• DIRECTIONS FOR THIS TASK: Take each line of the listing that has the string "Deserialize" and report it.
--- RECORDED DATA Enclosed Below ---
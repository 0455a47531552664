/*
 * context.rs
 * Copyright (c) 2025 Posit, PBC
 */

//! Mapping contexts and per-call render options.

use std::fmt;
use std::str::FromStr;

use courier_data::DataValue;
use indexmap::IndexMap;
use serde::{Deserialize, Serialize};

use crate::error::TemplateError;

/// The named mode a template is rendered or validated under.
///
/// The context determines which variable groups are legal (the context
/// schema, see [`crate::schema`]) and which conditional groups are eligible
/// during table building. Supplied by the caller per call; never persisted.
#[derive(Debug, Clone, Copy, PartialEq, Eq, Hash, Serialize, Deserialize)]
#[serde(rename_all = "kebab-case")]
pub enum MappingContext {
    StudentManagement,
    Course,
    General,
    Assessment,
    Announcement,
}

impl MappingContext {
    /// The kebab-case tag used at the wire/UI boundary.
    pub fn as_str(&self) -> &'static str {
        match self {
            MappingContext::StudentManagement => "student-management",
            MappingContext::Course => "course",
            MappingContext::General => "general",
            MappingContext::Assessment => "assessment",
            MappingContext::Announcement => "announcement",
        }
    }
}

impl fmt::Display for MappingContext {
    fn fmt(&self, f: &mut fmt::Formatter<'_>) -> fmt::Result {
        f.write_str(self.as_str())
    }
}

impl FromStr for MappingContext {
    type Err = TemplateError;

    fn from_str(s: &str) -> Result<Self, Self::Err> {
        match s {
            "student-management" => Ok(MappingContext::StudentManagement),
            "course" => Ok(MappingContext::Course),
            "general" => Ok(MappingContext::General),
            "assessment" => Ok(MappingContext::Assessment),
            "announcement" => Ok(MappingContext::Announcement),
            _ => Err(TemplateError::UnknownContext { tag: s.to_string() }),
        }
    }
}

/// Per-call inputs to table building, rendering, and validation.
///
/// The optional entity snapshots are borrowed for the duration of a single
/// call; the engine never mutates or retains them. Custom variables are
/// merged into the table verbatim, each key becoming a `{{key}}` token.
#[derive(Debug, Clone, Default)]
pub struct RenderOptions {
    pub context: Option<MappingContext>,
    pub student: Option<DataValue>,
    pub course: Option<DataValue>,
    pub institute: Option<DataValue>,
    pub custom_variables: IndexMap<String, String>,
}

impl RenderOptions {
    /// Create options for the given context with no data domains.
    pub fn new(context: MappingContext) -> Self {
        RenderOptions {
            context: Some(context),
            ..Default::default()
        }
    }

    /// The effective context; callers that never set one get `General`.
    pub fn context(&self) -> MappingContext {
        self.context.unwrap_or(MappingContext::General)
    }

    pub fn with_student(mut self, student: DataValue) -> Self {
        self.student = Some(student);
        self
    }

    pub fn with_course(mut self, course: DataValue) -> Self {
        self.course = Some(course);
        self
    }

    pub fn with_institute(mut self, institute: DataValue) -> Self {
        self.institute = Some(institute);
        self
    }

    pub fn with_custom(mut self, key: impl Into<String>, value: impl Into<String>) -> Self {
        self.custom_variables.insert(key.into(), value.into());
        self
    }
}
--- End of Enclosed RECORDED DATA ---
• SOLUTION BELOW:
use serde::{Deserialize, Serialize};
#[derive(Debug, Clone, Copy, PartialEq, Eq, Hash, Serialize, Deserialize)]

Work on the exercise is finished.